2. Numerical calculations and experimental measurements
To investigate the effect of the proposed device on the charge transport, two DUV LEDs are grown on the 2-inch [0001]-orientated sapphire substrates with a misorientation angle of 0.2° by the metal organic chemical vapor deposition (MOCVD) technology. Firstly, a 20 nm thick AlN nucleation layer is deposited at a low temperature on the substrate. Afterwards, a 2 µm thick AlN template is grown for achieving better crystalline coalescence. The 4 µm thick n-Al0.60Ga0.40N layer (n-doping = 8 × 1018 cm−3) as the electron injection layer is then grown on the AlN template. Next, we grow the active region composed of 5-pair Al0.45Ga0.55N/AlxGa1-xN MQW stacks, which have 3 nm thick quantum wells and 10 nm thick quantum barriers. The Al compositions (x) for Devices A and B are 0.55 and 0.61, respectively. After that, a 10 nm thick p-Al0.65Ga0.35N EBL and a 50 nm thick p-Al0.45Ga0.55N layer are grown. Lastly, the two devices are capped with an 80 nm thick p-GaN layers for forming p-type ohmic contacts. During the epitaxial growth, the Mg doping concentration is set to 4 × 1019 cm−3 for the p-type layers. However, considering the very low Mg ionization efficiency of even lower than 1% [23], the hole concentration for the p-type layers is in the scale 4 × 1017 cm−3, which number is reasonable according to the report by Kang et al. [24]. The value of threading dislocation density (TDD) for Devices A and B is estimated to be ∼3 × 109 cm−2. The schematic diagrams for Devices A and B are shown in Fig. 1.

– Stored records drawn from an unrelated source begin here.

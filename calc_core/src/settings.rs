//! # Engine Settings
//!
//! Tunable policy values shared by the engines: display precision, the
//! combinatorics ceiling, and the cycle-projection constants. Settings are
//! plain data; calc_core never reads them from disk. Front ends load them
//! (e.g. from TOML) and pass them in.
//!
//! ## Example
//!
//! ```rust
//! use calc_core::settings::Settings;
//!
//! let settings = Settings::default();
//! assert_eq!(settings.combinatorics.max_n, 50);
//! assert_eq!(settings.cycle.min_length_days, 20);
//! assert!(settings.validate().is_ok());
//! ```

use serde::{Deserialize, Serialize};

use crate::errors::{CalcError, CalcResult};

/// Largest number of fractional digits an f64 can meaningfully carry
pub const MAX_PRECISION: u32 = 15;

/// Root settings container.
#[derive(Debug, Clone, Default, PartialEq, Serialize, Deserialize)]
#[serde(default)]
pub struct Settings {
    /// Output rounding
    pub display: DisplaySettings,

    /// Exact-integer ceiling
    pub combinatorics: CombinatoricsSettings,

    /// Cycle and pregnancy projection constants
    pub cycle: CyclePolicy,
}

impl Settings {
    /// Check every section for internal consistency.
    pub fn validate(&self) -> CalcResult<()> {
        self.display.validate()?;
        self.combinatorics.validate()?;
        self.cycle.validate()
    }
}

/// Display rounding applied to final outputs only.
#[derive(Debug, Clone, Copy, PartialEq, Serialize, Deserialize)]
#[serde(default)]
pub struct DisplaySettings {
    /// Fractional digits for conversion results
    pub precision: u32,

    /// Fractional digits for monetary results
    pub currency_precision: u32,
}

impl Default for DisplaySettings {
    fn default() -> Self {
        DisplaySettings {
            precision: 6,
            currency_precision: 2,
        }
    }
}

impl DisplaySettings {
    fn validate(&self) -> CalcResult<()> {
        if self.precision > MAX_PRECISION {
            return Err(CalcError::invalid_settings(
                "display.precision",
                format!("must be at most {}", MAX_PRECISION),
            ));
        }
        if self.currency_precision > MAX_PRECISION {
            return Err(CalcError::invalid_settings(
                "display.currency_precision",
                format!("must be at most {}", MAX_PRECISION),
            ));
        }
        Ok(())
    }
}

/// Bounds for the exact combinatorics engine.
#[derive(Debug, Clone, Copy, PartialEq, Serialize, Deserialize)]
#[serde(default)]
pub struct CombinatoricsSettings {
    /// Largest accepted n
    pub max_n: u32,
}

impl Default for CombinatoricsSettings {
    fn default() -> Self {
        CombinatoricsSettings {
            max_n: crate::combinatorics::DEFAULT_MAX_N,
        }
    }
}

impl CombinatoricsSettings {
    fn validate(&self) -> CalcResult<()> {
        if self.max_n == 0 {
            return Err(CalcError::invalid_settings("combinatorics.max_n", "must be positive"));
        }
        Ok(())
    }
}

/// Constants for cycle, ovulation, and due-date projections.
///
/// Defaults follow the usual clinical conventions: a 28-day reference cycle,
/// a 14-day luteal phase, and a 280-day gestation counted from the last
/// menstrual period.
#[derive(Debug, Clone, Copy, PartialEq, Eq, Serialize, Deserialize)]
#[serde(default)]
pub struct CyclePolicy {
    /// Shortest accepted cycle length (inclusive)
    pub min_length_days: u32,

    /// Longest accepted cycle length (inclusive)
    pub max_length_days: u32,

    /// Days from ovulation to the next period
    pub luteal_phase_days: u32,

    /// Gestation length for a reference-length cycle
    pub gestation_days: u32,

    /// Cycle length the gestation constant assumes
    pub reference_length_days: u32,

    /// Fertile days before ovulation
    pub fertile_days_before: u32,

    /// Fertile days after ovulation
    pub fertile_days_after: u32,
}

impl Default for CyclePolicy {
    fn default() -> Self {
        CyclePolicy {
            min_length_days: 20,
            max_length_days: 45,
            luteal_phase_days: 14,
            gestation_days: 280,
            reference_length_days: 28,
            fertile_days_before: 5,
            fertile_days_after: 1,
        }
    }
}

impl CyclePolicy {
    /// Check the window is non-empty and the luteal phase fits inside it.
    pub fn validate(&self) -> CalcResult<()> {
        if self.min_length_days == 0 {
            return Err(CalcError::invalid_settings("cycle.min_length_days", "must be positive"));
        }
        if self.min_length_days > self.max_length_days {
            return Err(CalcError::invalid_settings(
                "cycle.min_length_days",
                format!(
                    "minimum {} exceeds maximum {}",
                    self.min_length_days, self.max_length_days
                ),
            ));
        }
        if self.luteal_phase_days >= self.min_length_days {
            return Err(CalcError::invalid_settings(
                "cycle.luteal_phase_days",
                "must be shorter than the shortest accepted cycle",
            ));
        }
        if self.gestation_days == 0 {
            return Err(CalcError::invalid_settings("cycle.gestation_days", "must be positive"));
        }
        Ok(())
    }

    /// Reject cycle lengths outside `[min_length_days, max_length_days]`.
    ///
    /// Out-of-range values are rejected, never clamped. A length of zero or
    /// less is rejected even when the policy's own window would admit it.
    pub fn check_length(&self, days: i64) -> CalcResult<u32> {
        let min = i64::from(self.min_length_days).max(1);
        if days < min || days > i64::from(self.max_length_days) {
            return Err(CalcError::InvalidCycleLength {
                days,
                min_days: self.min_length_days,
                max_days: self.max_length_days,
            });
        }
        Ok(days as u32)
    }
}

#[cfg(test)]
mod tests {
    use super::*;

    #[test]
    fn test_defaults_are_valid() {
        assert!(Settings::default().validate().is_ok());
    }

    #[test]
    fn test_partial_toml_uses_defaults() {
        let settings: Settings = toml::from_str(
            r#"
            [display]
            precision = 4

            [cycle]
            max_length_days = 40
            "#,
        )
        .unwrap();

        assert_eq!(settings.display.precision, 4);
        assert_eq!(settings.display.currency_precision, 2);
        assert_eq!(settings.cycle.max_length_days, 40);
        assert_eq!(settings.cycle.min_length_days, 20);
        assert_eq!(settings.combinatorics.max_n, 50);
    }

    #[test]
    fn test_inverted_cycle_window_rejected() {
        let mut settings = Settings::default();
        settings.cycle.min_length_days = 46;
        let err = settings.validate().unwrap_err();
        assert_eq!(err.error_code(), "INVALID_SETTINGS");
    }

    #[test]
    fn test_excess_precision_rejected() {
        let mut settings = Settings::default();
        settings.display.precision = 20;
        assert!(settings.validate().is_err());
    }

    #[test]
    fn test_zero_ceiling_rejected() {
        let mut settings = Settings::default();
        settings.combinatorics.max_n = 0;
        assert!(settings.validate().is_err());
    }

    #[test]
    fn test_cycle_length_bounds_inclusive() {
        let policy = CyclePolicy::default();
        assert_eq!(policy.check_length(20).unwrap(), 20);
        assert_eq!(policy.check_length(45).unwrap(), 45);
        assert!(matches!(
            policy.check_length(19),
            Err(CalcError::InvalidCycleLength { days: 19, .. })
        ));
        assert!(policy.check_length(46).is_err());
        assert!(policy.check_length(-28).is_err());
    }

    #[test]
    fn test_zero_length_rejected_under_open_window() {
        let policy = CyclePolicy {
            min_length_days: 0,
            ..CyclePolicy::default()
        };
        assert!(matches!(
            policy.check_length(0),
            Err(CalcError::InvalidCycleLength { days: 0, .. })
        ));
        assert_eq!(policy.check_length(1).unwrap(), 1);
    }
}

Fig. 1. Schematic diagrams for Device A with the Al0.55Ga0.45N quantum barriers and Device B with the Al0.61Ga0.39N quantum barriers.
After the epitaxial growth, we make device mesas with the size of 350 µm × 350 µm by using the photolithography and the inductively coupled plasma etch (ICP) technology. Then, the Ti/Al/Ti/Au (20 nm/60 nm/30 nm/100 nm) metals are deposited on the n-Al0.60Ga0.40N layer by utilizing e-beam. The n-type Ohmic contact can be achieved by using the rapid thermal annealing (RTA) in the N2 ambient for 1 minute at the temperature of 650 °C. Ni/Au (10 nm/10 nm) current spreading layer is deposited and annealed in the O2 ambient for 3 minutes at the temperature of 450 °C. Finally, the Al/Ti/Au (800 nm/20 nm/100 nm) metals are deposited as the reflective p-electrode.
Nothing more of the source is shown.